We entered the access shaft and scrambled down the ladder. The hatch door at the bottom was open and the sled was still hovering below it.
“Yates? Galish?” Ana-Zhi called.
No response.
She jumped down onto the sled, RB drawn. I followed her, fear clawing at my gut. This felt like a trap.
“Anyone here?”
Then I spotted something.
It was a body, sprawled in a heap at the base of the pillar.
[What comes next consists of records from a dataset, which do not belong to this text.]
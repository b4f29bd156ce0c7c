//! Navigation tab selection
//!
//! Exactly one tab is active at a time and exactly one content panel is
//! visible. Selecting a tab that declares media asks the overlay for that
//! tab's background clip.

use crate::anim::Millis;
use crate::config::TabConfig;
use crate::ui::Page;

/// One navigation entry
#[derive(Debug, Clone, PartialEq)]
pub struct Tab {
    pub id: String,
    pub label: String,
    /// Content panel anchor
    pub panel: String,
    /// Swaps the background clip when selected
    pub media: bool,
    pub default_entry: bool,
    pub active: bool,
}

impl Tab {
    pub fn from_config(config: &TabConfig) -> Self {
        Self {
            id: config.id.clone(),
            label: config.label.clone(),
            panel: config.panel.clone(),
            media: config.media,
            default_entry: config.default_entry,
            active: false,
        }
    }
}

/// Background media wanted after a selection
#[derive(Debug, Clone, PartialEq, Eq)]
pub struct MediaRequest {
    /// Clip lookup key (the tab id)
    pub key: String,
}

/// The navigation bar's state
#[derive(Debug, Clone, Default)]
pub struct TabBar {
    tabs: Vec<Tab>,
}

impl TabBar {
    pub fn new(tabs: Vec<Tab>) -> Self {
        Self { tabs }
    }

    pub fn from_config(configs: &[TabConfig]) -> Self {
        Self::new(configs.iter().map(Tab::from_config).collect())
    }

    pub fn tabs(&self) -> &[Tab] {
        &self.tabs
    }

    #[cfg(test)]
    pub fn active_index(&self) -> Option<usize> {
        self.tabs.iter().position(|t| t.active)
    }

    pub fn active(&self) -> Option<&Tab> {
        self.tabs.iter().find(|t| t.active)
    }

    pub fn index_of(&self, id: &str) -> Option<usize> {
        self.tabs.iter().position(|t| t.id == id)
    }

    /// Startup selection: the default entry tab, else the first one
    pub fn select_initial(&mut self, page: &mut Page, now: Millis) -> Option<MediaRequest> {
        let index = self.tabs.iter().position(|t| t.default_entry).unwrap_or(0);
        self.select(index, page, now)
    }

    /// Activate one tab and deactivate the rest. Re-selecting the active tab
    /// changes nothing; an out-of-range index or an empty bar is a no-op.
    pub fn select(&mut self, index: usize, page: &mut Page, now: Millis) -> Option<MediaRequest> {
        if index >= self.tabs.len() || self.tabs[index].active {
            return None;
        }

        // Deactivate everything first, then show the one panel
        for tab in &mut self.tabs {
            tab.active = false;
            page.set_visible(&tab.panel, false, now);
        }

        let tab = &mut self.tabs[index];
        tab.active = true;
        if !page.set_visible(&tab.panel, true, now) {
            log::warn!("Tab '{}' has no content panel '{}'", tab.id, tab.panel);
        }
        log::debug!("Selected tab '{}'", tab.id);

        tab.media.then(|| MediaRequest { key: tab.id.clone() })
    }

    #[cfg(test)]
    pub fn select_id(&mut self, id: &str, page: &mut Page, now: Millis) -> Option<MediaRequest> {
        let index = self.index_of(id)?;
        self.select(index, page, now)
    }
}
“Fuck me.” Ana-Zhi keyed the sled’s thrusters down and we plummeted ten stories to the ground. Then we jumped off the bobbing sled. As we got closer I could make out whose broken body it was.
No surprise. It was Hap Galish.
“Check him,” she ordered as she dashed around the perimeter of the pillar.
I didn’t really need to check Hap Galish’s condition. I saw where a judder knife had torn out his throat and most of his neck—right through his suit.
My gorge rose and I barely got my visor open before barfing up everything in my stomach. I slumped back on the sled and it was a few moments before I realized that I shouldn’t really be breathing the air in here. It was frigid cold and there was a strong odor of ozone.
“No sign of Yates,” Ana-Zhi said, returning to the sled. She activated her comm unit and sent a warning to Obarral and Chiraine. “Obarral, if you can hear me: Yates has gone rogue. He’s murdered Galish and is heading back to the Freya. Lock the ship down. If you see Yates, shoot on sight.”
Then she turned to me. “You okay, junior?”
I nodded and spit to clear my mouth. Then I sealed my visor once more. The suit’s D/O converters notched up and soon I was breathing safer air. But it didn’t make me feel any better. Neither did the fact that my suspicions about Yates had been confirmed.
“Back to the ship,” Ana-Zhi said. “Pronto.” She started to move, but I grabbed her arm.
“The LVX,” I said. It was still right here on the sled. That meant Yates wasn’t worried about security bots. “Can you operate it?”
She shook her head. “Not quickly enough. We’re just going to have to take our chances. But that reminds me. We need to go dark, you and me.” She was referring to our exosuit beacons needing to be deactivated. It was against all kinds of rules and safety protocols, but unless we killed our beacons, we’d be lit up like Christmas trees on Yates’s scanner.
With that taken care of, we took the sled and hustled back down the cargo tunnel, retracing our steps through the first depot towards the big hall with the murals. It was a longer distance than I had remembered.
“I just hope to Dynark…we get there…before Yates,” Ana-Zhi wheezed. She looked worse than just out of breath.
“Me too,” I said. “Has this ever happened to you before?”
She stopped and caught her breath. “What? Have one of my crewies go psycho? No, this is a first.”
In order to keep a lower profile just in case Yates was in the area, we had to ditch the sled. We hid it in a maintenance bay outside of the depot. Then we made our way through the big entrance hall with the dead maintenance bots, stealthily going from shadow to shadow. Once we got close to the airlock I chanced a peek out of one of the big observation windows to the landing deck.
Outside the Freya stood, parked peacefully where we had left her. There was no movement anywhere near her. Maybe Yates hadn’t arrived yet.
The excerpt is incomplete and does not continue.